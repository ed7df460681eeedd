//! Wiring of the session controller, interaction cache and search pipeline.

use crate::auth::{
    AuthSessionController, Profile, ProfileDraft, SessionEvent, SessionHandle, SignedInSession,
};
use crate::config::Config;
use crate::gateway::{HttpGateway, RequestGateway};
use crate::interactions::InteractionCache;
use crate::search::SearchPipeline;
use std::sync::Arc;
use std::time::Duration;
use tokio::sync::mpsc;

/// One instance of each engine component, sharing a single session cell and
/// a single gateway. Created once at startup.
pub struct ClientEngine {
    config: Config,
    session: SessionHandle,
    auth: AuthSessionController,
    interactions: InteractionCache,
    search: SearchPipeline,
}

impl ClientEngine {
    /// Assemble the engine around an existing gateway. `session` must be the
    /// same handle the gateway reads its credential from.
    pub fn new(config: Config, session: SessionHandle, gateway: Arc<dyn RequestGateway>) -> Self {
        let auth =
            AuthSessionController::new(session.clone(), Arc::clone(&gateway), config.demo.clone());
        let interactions = InteractionCache::new(session.clone(), Arc::clone(&gateway));
        let search = SearchPipeline::new(gateway, Duration::from_millis(config.search.debounce_ms));
        Self {
            config,
            session,
            auth,
            interactions,
            search,
        }
    }

    /// Build an [`HttpGateway`] from `config` and assemble the engine on it.
    pub fn connect(config: Config) -> Self {
        let session = SessionHandle::new();
        let gateway: Arc<dyn RequestGateway> =
            Arc::new(HttpGateway::from_config(&config, session.clone()));
        Self::new(config, session, gateway)
    }

    pub fn config(&self) -> &Config {
        &self.config
    }

    pub fn session(&self) -> &SessionHandle {
        &self.session
    }

    pub fn auth(&self) -> &AuthSessionController {
        &self.auth
    }

    pub fn interactions(&self) -> &InteractionCache {
        &self.interactions
    }

    pub fn search(&self) -> &SearchPipeline {
        &self.search
    }

    /// Session carried by the configuration, if both actor id and credential
    /// are set.
    pub fn configured_session(&self) -> Option<SignedInSession> {
        match (&self.config.actor_id, &self.config.credential) {
            (Some(actor_id), Some(credential)) => {
                Some(SignedInSession::new(actor_id.clone(), credential.clone()))
            }
            _ => None,
        }
    }

    /// Resolve the configured session, if any, into a final auth state.
    pub async fn start(&self) {
        self.auth.start(self.configured_session()).await;
    }

    /// Create the profile for a signed-in actor that has none yet.
    pub async fn create_profile(&self, draft: ProfileDraft) -> crate::Result<Profile> {
        let profile = self.auth.create_profile(draft).await?;
        tracing::info!(user_id = %profile.user_id, "profile ready");
        Ok(profile)
    }

    pub fn enter_demo(&self) {
        self.reset_views();
        self.auth.enter_demo();
    }

    pub fn sign_out(&self) {
        self.auth.sign_out();
        self.reset_views();
    }

    pub async fn handle_event(&self, event: SessionEvent) {
        match event {
            SessionEvent::SignedOut => self.sign_out(),
            SessionEvent::SignedIn(signed_in) => {
                let current = self.session.load();
                if current.session.actor_id() != Some(signed_in.actor_id.as_str()) {
                    self.reset_views();
                }
                self.auth
                    .handle_event(SessionEvent::SignedIn(signed_in))
                    .await;
            }
        }
    }

    /// Forward session events until the sender side closes.
    pub async fn run(&self, mut events: mpsc::Receiver<SessionEvent>) {
        while let Some(event) = events.recv().await {
            self.handle_event(event).await;
        }
        tracing::debug!("session event stream closed");
    }

    fn reset_views(&self) {
        self.interactions.reset();
        self.search.clear();
    }
}

impl std::fmt::Debug for ClientEngine {
    fn fmt(&self, f: &mut std::fmt::Formatter<'_>) -> std::fmt::Result {
        f.debug_struct("ClientEngine")
            .field("api_base_url", &self.config.api_base_url)
            .field("state", &self.session.state())
            .finish_non_exhaustive()
    }
}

────

Look through the entries above and quote exactly the lines from the line with "pub fn auth(&self)" to the line with "final auth state.", counting both of those lines.

_EXERCISE ANSWER_.
    pub fn auth(&self) -> &AuthSessionController {
        &self.auth
    }

    pub fn interactions(&self) -> &InteractionCache {
        &self.interactions
    }

    pub fn search(&self) -> &SearchPipeline {
        &self.search
    }

    /// Session carried by the configuration, if both actor id and credential
    /// are set.
    pub fn configured_session(&self) -> Option<SignedInSession> {
        match (&self.config.actor_id, &self.config.credential) {
            (Some(actor_id), Some(credential)) => {
                Some(SignedInSession::new(actor_id.clone(), credential.clone()))
            }
            _ => None,
        }
    }

    /// Resolve the configured session, if any, into a final auth state.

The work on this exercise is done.